//! Double-precision complementary error function
//!
//! `erfc(a) = P_i(a - x_i) * exp(-a^2)` for `a = |x|`, where interval `i`
//! covers `[2^(i/4) - 1, 2^((i+1)/4) - 1)` and is found from the exponent of
//! `(a + 1)^4`. `P_i` approximates `erfc(t) * exp(t^2)` around the interval
//! start. `a^2` is split exactly into a rounded square and its error term,
//! which is fed to the exponential as a tail so `exp(-a^2)` loses nothing to
//! the rounding of the square. Negative inputs use `erfc(-a) = 2 - erfc(a)`.
//!
//! Maximum observed error is about 4 ULP.

#![allow(clippy::excessive_precision)]

use super::bits;
use super::exp::exp_tail;
use crate::fallback::special_case;
use crate::tables::{ERFC_COEFFS, ERFC_NUM_INTERVALS, ERFC_POLY_LEN, ERFC_XINT};
use crate::traits::{SimdBits, SimdMask, SimdVector};

/// 2^27 + 1, Veltkamp splitting constant
const SCALE: f64 = 134217729.0;

/// top12(0x1p-50)
const TINY_TOP: u64 = 0x3cd;

/// top12(32.0): beyond this erfc(|x|) is 0 in double precision
const BIG_TOP: u64 = 0x404;

const SIGN_MASK: u64 = 0x8000_0000_0000_0000;

/// Vectorized complementary error function
///
/// Lanes with `|x| < 2^-50`, Inf or NaN are recomputed with `libm::erfc`.
///
/// # Example
///
/// ```rust
/// use vela_math::{F64x2, SimdVector};
/// use vela_math::math::erfc;
///
/// let y = erfc(F64x2::splat(-40.0));
/// assert_eq!(y.extract(0), 2.0);
/// ```
#[inline]
pub fn erfc<V: SimdVector<Scalar = f64>>(x: V) -> V {
    let ix = x.to_bits();
    let sign = ix.and(bits::<V>(SIGN_MASK));

    // 2 for negative x, 0 otherwise
    let fac = V::from_bits(ix.shr(63).shl(62));

    let atop = ix.shr(52).and(bits::<V>(0x7ff));
    let special = atop
        .sub(bits::<V>(TINY_TOP))
        .ge(bits::<V>(0x7ff - TINY_TOP));
    let big = atop.ge(bits::<V>(BIG_TOP));

    let a = x.abs();

    // interval index from the exponent of (a + 1)^4
    let a1 = a.add(V::splat(1.0));
    let a1 = a1.mul(a1);
    let xp1 = a1.mul(a1);
    let i = xp1.to_bits().shr(52).sub(bits::<V>(1023));
    let last = bits::<V>(ERFC_NUM_INTERVALS as u64);
    let i = V::Bits::select(i.gt(last), last, i);

    let z = a.sub(V::gather(&ERFC_XINT, i));

    let coeffs = ERFC_COEFFS.as_flattened();
    let row = mul_const(i, ERFC_POLY_LEN as u64);
    let coeff = |j: usize| V::gather(coeffs, row.add(bits::<V>(j as u64)));
    let mut p = coeff(ERFC_POLY_LEN - 1);
    for j in (0..ERFC_POLY_LEN - 1).rev() {
        p = p.fma(z, coeff(j));
    }

    // a^2 = a2 - e2 exactly
    let a2 = a.mul(a);
    let a_hi = V::splat(SCALE).fma(a, a.neg()).neg();
    let a_hi = V::splat(SCALE).fma(a, a_hi);
    let a_lo = a.sub(a_hi);
    let e2 = a_hi.neg().fma(a_hi, a2);
    let e2 = a_hi.neg().fma(a_lo, e2);
    let e2 = a_lo.neg().fma(a_hi, e2);
    let e2 = a_lo.neg().fma(a_lo, e2);

    let e = exp_tail(a2.neg(), e2);

    let p = V::from_bits(p.to_bits().xor(sign));
    let y = p.fma(e, fac);
    let y = V::select(big, fac, y);

    if special.any() {
        return special_case(x, y, special, libm::erfc);
    }
    y
}

/// `i * n` as a sum of shifts, one per set bit of `n`
#[inline]
fn mul_const<B: SimdBits>(i: B, n: u64) -> B {
    let mut acc = B::splat(0);
    let mut k = 0u32;
    while n >> k != 0 {
        if (n >> k) & 1 == 1 {
            acc = acc.add(i.shl(k));
        }
        k += 1;
    }
    acc
}

#[cfg(test)]
mod tests {
    use super::*;
    use crate::backends::portable::{F64x2, PortableBits, PortableVector};

    fn ulps(got: f64, want: f64) -> u64 {
        (got.to_bits() as i64 - want.to_bits() as i64).unsigned_abs()
    }

    #[test]
    fn test_erfc_matches_libm() {
        for &x in &[0.01, 0.2, 0.5, 1.0, 1.7, 2.5, 4.0, 6.0, 10.0, 20.0, 26.0] {
            let got = erfc(F64x2::splat(x)).extract(0);
            let want = libm::erfc(x);
            assert!(ulps(got, want) <= 6, "erfc({}) = {} vs {}", x, got, want);
        }
    }

    #[test]
    fn test_erfc_negative_inputs() {
        for &x in &[-0.01, -0.5, -1.0, -3.0] {
            let got = erfc(F64x2::splat(x)).extract(0);
            let want = libm::erfc(x);
            assert!((got - want).abs() <= 4.0 * f64::EPSILON, "erfc({})", x);
        }
    }

    #[test]
    fn test_row_offset_follows_poly_len() {
        let i = PortableBits([0u64, 7]);
        let row = mul_const(i, ERFC_POLY_LEN as u64);
        assert_eq!(row.0, [0, 7 * ERFC_POLY_LEN as u64]);
        let row = mul_const(PortableBits([3u64, ERFC_NUM_INTERVALS as u64]), 10);
        assert_eq!(row.0, [30, 10 * ERFC_NUM_INTERVALS as u64]);
    }

    #[test]
    fn test_erfc_special_lanes() {
        let y = erfc(PortableVector([0.0f64, f64::INFINITY]));
        assert_eq!(y.0, [1.0, 0.0]);
        let y = erfc(PortableVector([f64::NEG_INFINITY, f64::NAN]));
        assert_eq!(y.extract(0), 2.0);
        assert!(y.extract(1).is_nan());
        let y = erfc(PortableVector([40.0f64, 1e300]));
        assert_eq!(y.0, [0.0, 0.0]);
    }
}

Problem requirements →
Copy all lines of the records in which the string "crate" can be found.

Output below →
use crate::fallback::special_case;
use crate::tables::{ERFC_COEFFS, ERFC_NUM_INTERVALS, ERFC_POLY_LEN, ERFC_XINT};
use crate::traits::{SimdBits, SimdMask, SimdVector};
    use crate::backends::portable::{F64x2, PortableBits, PortableVector};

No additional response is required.